Arsenijevic’s “family story” is about a husband and wife who, when war erupts, are expecting their first child. The conflict itself is peripheral--yet it tears apart their lives. In Serbia, where opposition to the war was tantamount to treason, the book is anti-war without mentioning details of the conflict.

“After all, nobody likes war,” the author says.

Arsenijevic captures the atmosphere of emptiness after the exodus of tens of thousands of people from Belgrade. His heroes, waiting for the birth of their son, cannot escape. But most of their friends have left rather than face a dark future.
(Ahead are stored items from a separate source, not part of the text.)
//! Session store — who is logged in, and with what role.
//!
//! ARCHITECTURE
//! ============
//! The session is a single `SessionState` value held in a `watch` channel.
//! Every transition replaces the whole value, so readers observe either a
//! fully authenticated session (token + user) or none at all, never a
//! half-written one. Views get read access through accessors and
//! `subscribe()`; the only writers are `login`, `logout`, and `hydrate`.
//!
//! PERSISTENCE
//! ===========
//! The token and the JSON user record are mirrored into a `KeyValueStore`
//! under `jwt_token` / `user`. `hydrate` restores them at startup. Any
//! inconsistency (one key missing, unparseable user) is resolved by
//! clearing both keys.

use std::sync::Arc;

use serde::{Deserialize, Serialize};
use serde_json::{Map, Value};
use tokio::sync::watch;

use crate::error::ApiError;
use crate::storage::{KeyValueStore, TOKEN_KEY, USER_KEY};

/// Message shown when the backend gives no usable reason for a failed login.
pub const LOGIN_FAILED_FALLBACK: &str = "Login failed. Please check your credentials.";

// =============================================================================
// ROLE / USER
// =============================================================================

/// Roles with elevated access. Anything else the backend sends maps to `None`.
#[derive(Debug, Clone, Copy, PartialEq, Eq, Hash)]
pub enum Role {
    Reviewer,
    Admin,
}

impl Role {
    #[must_use]
    pub fn parse(raw: &str) -> Option<Self> {
        match raw {
            "REVIEWER" => Some(Self::Reviewer),
            "ADMIN" => Some(Self::Admin),
            _ => None,
        }
    }

    #[must_use]
    pub fn as_str(self) -> &'static str {
        match self {
            Self::Reviewer => "REVIEWER",
            Self::Admin => "ADMIN",
        }
    }
}

/// Backend user id. Numeric ids and opaque string ids (UUIDs) are both
/// accepted and written back in the form they arrived in.
#[derive(Debug, Clone, PartialEq, Eq, Hash, Serialize, Deserialize)]
#[serde(untagged)]
pub enum UserId {
    Number(i64),
    Text(String),
}

impl std::fmt::Display for UserId {
    fn fmt(&self, f: &mut std::fmt::Formatter<'_>) -> std::fmt::Result {
        match self {
            Self::Number(id) => write!(f, "{id}"),
            Self::Text(id) => f.write_str(id),
        }
    }
}

impl From<i64> for UserId {
    fn from(id: i64) -> Self {
        Self::Number(id)
    }
}

impl From<&str> for UserId {
    fn from(id: &str) -> Self {
        Self::Text(id.to_owned())
    }
}

/// Identity record returned by `/auth/login` and persisted under `user`.
///
/// The role is kept as the raw string and unknown fields are carried in
/// `extra`, so a stored record re-serializes to what the backend sent.
/// Only `id` is required.
#[derive(Debug, Clone, PartialEq, Serialize, Deserialize)]
pub struct User {
    pub id: UserId,
    #[serde(default, skip_serializing_if = "Option::is_none")]
    pub email: Option<String>,
    #[serde(default, skip_serializing_if = "Option::is_none")]
    pub role: Option<String>,
    #[serde(flatten)]
    pub extra: Map<String, Value>,
}

impl User {
    #[must_use]
    pub fn role(&self) -> Option<Role> {
        self.role.as_deref().and_then(Role::parse)
    }
}

// =============================================================================
// SESSION STATE
// =============================================================================

/// Token and user, always held together.
#[derive(Debug, Clone, PartialEq)]
pub struct AuthSession {
    pub token: String,
    pub user: User,
}

#[derive(Debug, Clone, PartialEq, Default)]
pub enum SessionState {
    /// Before `hydrate` has finished. Guards must not decide anything yet.
    #[default]
    Unknown,
    Anonymous,
    Authenticated(AuthSession),
}

impl SessionState {
    #[must_use]
    pub fn is_hydrated(&self) -> bool {
        !matches!(self, Self::Unknown)
    }

    #[must_use]
    pub fn is_authenticated(&self) -> bool {
        matches!(self, Self::Authenticated(_))
    }

    #[must_use]
    pub fn auth(&self) -> Option<&AuthSession> {
        match self {
            Self::Authenticated(auth) => Some(auth),
            Self::Unknown | Self::Anonymous => None,
        }
    }

    #[must_use]
    pub fn token(&self) -> Option<&str> {
        self.auth().map(|a| a.token.as_str())
    }

    #[must_use]
    pub fn user(&self) -> Option<&User> {
        self.auth().map(|a| &a.user)
    }

    #[must_use]
    pub fn role(&self) -> Option<Role> {
        self.user().and_then(User::role)
    }
}

// =============================================================================
// AUTHENTICATOR
// =============================================================================

#[derive(Debug, Clone, Serialize)]
pub struct Credentials {
    pub email: String,
    pub password: String,
}

/// Successful `/auth/login` payload.
#[derive(Debug, Clone, Deserialize)]
pub struct LoginResponse {
    pub token: String,
    pub user: User,
}

/// Credential verification backend. The gateway implements this against
/// `POST /auth/login`.
#[async_trait::async_trait]
pub trait Authenticator: Send + Sync {
    async fn authenticate(&self, credentials: &Credentials) -> Result<LoginResponse, ApiError>;
}

// =============================================================================
// SESSION STORE
// =============================================================================

pub struct SessionStore {
    storage: Arc<dyn KeyValueStore>,
    state: watch::Sender<SessionState>,
}

impl SessionStore {
    /// New store in the `Unknown` state. Call [`SessionStore::hydrate`] next.
    #[must_use]
    pub fn new(storage: Arc<dyn KeyValueStore>) -> Self {
        Self { storage, state: watch::Sender::new(SessionState::Unknown) }
    }

    #[must_use]
    pub fn snapshot(&self) -> SessionState {
        self.state.borrow().clone()
    }

    #[must_use]
    pub fn subscribe(&self) -> watch::Receiver<SessionState> {
        self.state.subscribe()
    }

    #[must_use]
    pub fn token(&self) -> Option<String> {
        self.state.borrow().token().map(ToOwned::to_owned)
    }

    #[must_use]
    pub fn user(&self) -> Option<User> {
        self.state.borrow().user().cloned()
    }

    #[must_use]
    pub fn role(&self) -> Option<Role> {
        self.state.borrow().role()
    }

    #[must_use]
    pub fn is_authenticated(&self) -> bool {
        self.state.borrow().is_authenticated()
    }

    /// Restore the persisted session. Never fails: anything short of a
    /// complete, parseable record ends in `Anonymous` with storage cleared.
    pub fn hydrate(&self) -> SessionState {
        let restored = match self.read_persisted() {
            Ok(restored) => restored,
            Err(reason) => {
                tracing::warn!(%reason, "discarding persisted session");
                None
            }
        };

        match restored {
            Some(auth) => {
                tracing::info!(user_id = %auth.user.id, "session restored");
                let state = SessionState::Authenticated(auth);
                self.state.send_replace(state.clone());
                state
            }
            None => {
                self.clear();
                SessionState::Anonymous
            }
        }
    }

    /// `Ok(None)` when nothing (or only half a session) is stored; `Err`
    /// carries the reason a present record was rejected.
    fn read_persisted(&self) -> Result<Option<AuthSession>, String> {
        let token = self.storage.get(TOKEN_KEY).map_err(|e| e.to_string())?;
        let raw_user = self.storage.get(USER_KEY).map_err(|e| e.to_string())?;

        let (Some(token), Some(raw_user)) = (token, raw_user) else {
            return Ok(None);
        };
        if token.is_empty() || raw_user.is_empty() {
            return Ok(None);
        }

        let user = serde_json::from_str::<User>(&raw_user).map_err(|e| format!("user record: {e}"))?;
        Ok(Some(AuthSession { token, user }))
    }

    /// Verify credentials, then persist and publish the new session.
    ///
    /// # Errors
    ///
    /// Returns the authenticator's error (with the backend message intact)
    /// or a storage error. The session is fully cleared in either case.
    pub async fn login<A>(&self, authenticator: &A, email: &str, password: &str) -> Result<User, ApiError>
    where
        A: Authenticator + ?Sized,
    {
        let credentials = Credentials { email: email.to_owned(), password: password.to_owned() };

        let result = match authenticator.authenticate(&credentials).await {
            Ok(resp) if resp.token.is_empty() => Err(ApiError::MissingField("token")),
            Ok(resp) => self.persist(resp.token, resp.user),
            Err(e) => Err(e),
        };

        match result {
            Ok(user) => {
                tracing::info!(user_id = %user.id, role = ?user.role(), "login succeeded");
                Ok(user)
            }
            Err(e) => {
                tracing::warn!(error = %e, "login failed");
                self.logout();
                Err(e)
            }
        }
    }

    fn persist(&self, token: String, user: User) -> Result<User, ApiError> {
        let raw_user = serde_json::to_string(&user)?;
        self.storage.set(TOKEN_KEY, &token)?;
        self.storage.set(USER_KEY, &raw_user)?;
        self.state.send_replace(SessionState::Authenticated(AuthSession { token, user: user.clone() }));
        Ok(user)
    }

    /// Clear storage and memory. Safe to call in any state.
    pub fn logout(&self) {
        let was_authenticated = self.is_authenticated();
        self.clear();
        if was_authenticated {
            tracing::info!("logged out");
        }
    }

    fn clear(&self) {
        for key in [TOKEN_KEY, USER_KEY] {
            if let Err(e) = self.storage.remove(key) {
                tracing::warn!(key, error = %e, "failed to remove persisted session entry");
            }
        }
        self.state.send_replace(SessionState::Anonymous);
    }
}

#[cfg(test)]
#[path = "session_test.rs"]
mod tests;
“The telephone had stopped ringing. Before you could not get a moment’s peace,” he wrote.

“In the Hold” refers to the area below deck on a ship, where in the event of a wreck “you have little chance of surviving but you can remain alive the longest,” he says.

The anguished, yet at times amusing, story describes the mass draft in Serbia in 1991, when tens of thousands of Serbs were sent to the front against their will in an undeclared war against Croatia. Backed by the federal Yugoslav army, Serbs took up arms against Croatian independence in June, 1991.

While many went into hiding to avoid mobilization, one of the characters in the novel was so despondent when rejected by the army that he tried to join a Serbian paramilitary unit, only to be rejected again. Finally he swore he would go to the other side, to Croatia, because it paid better.

The main protagonists are part of urban subculture; Arsenijevic’s craft lies in making these antiheroes universal.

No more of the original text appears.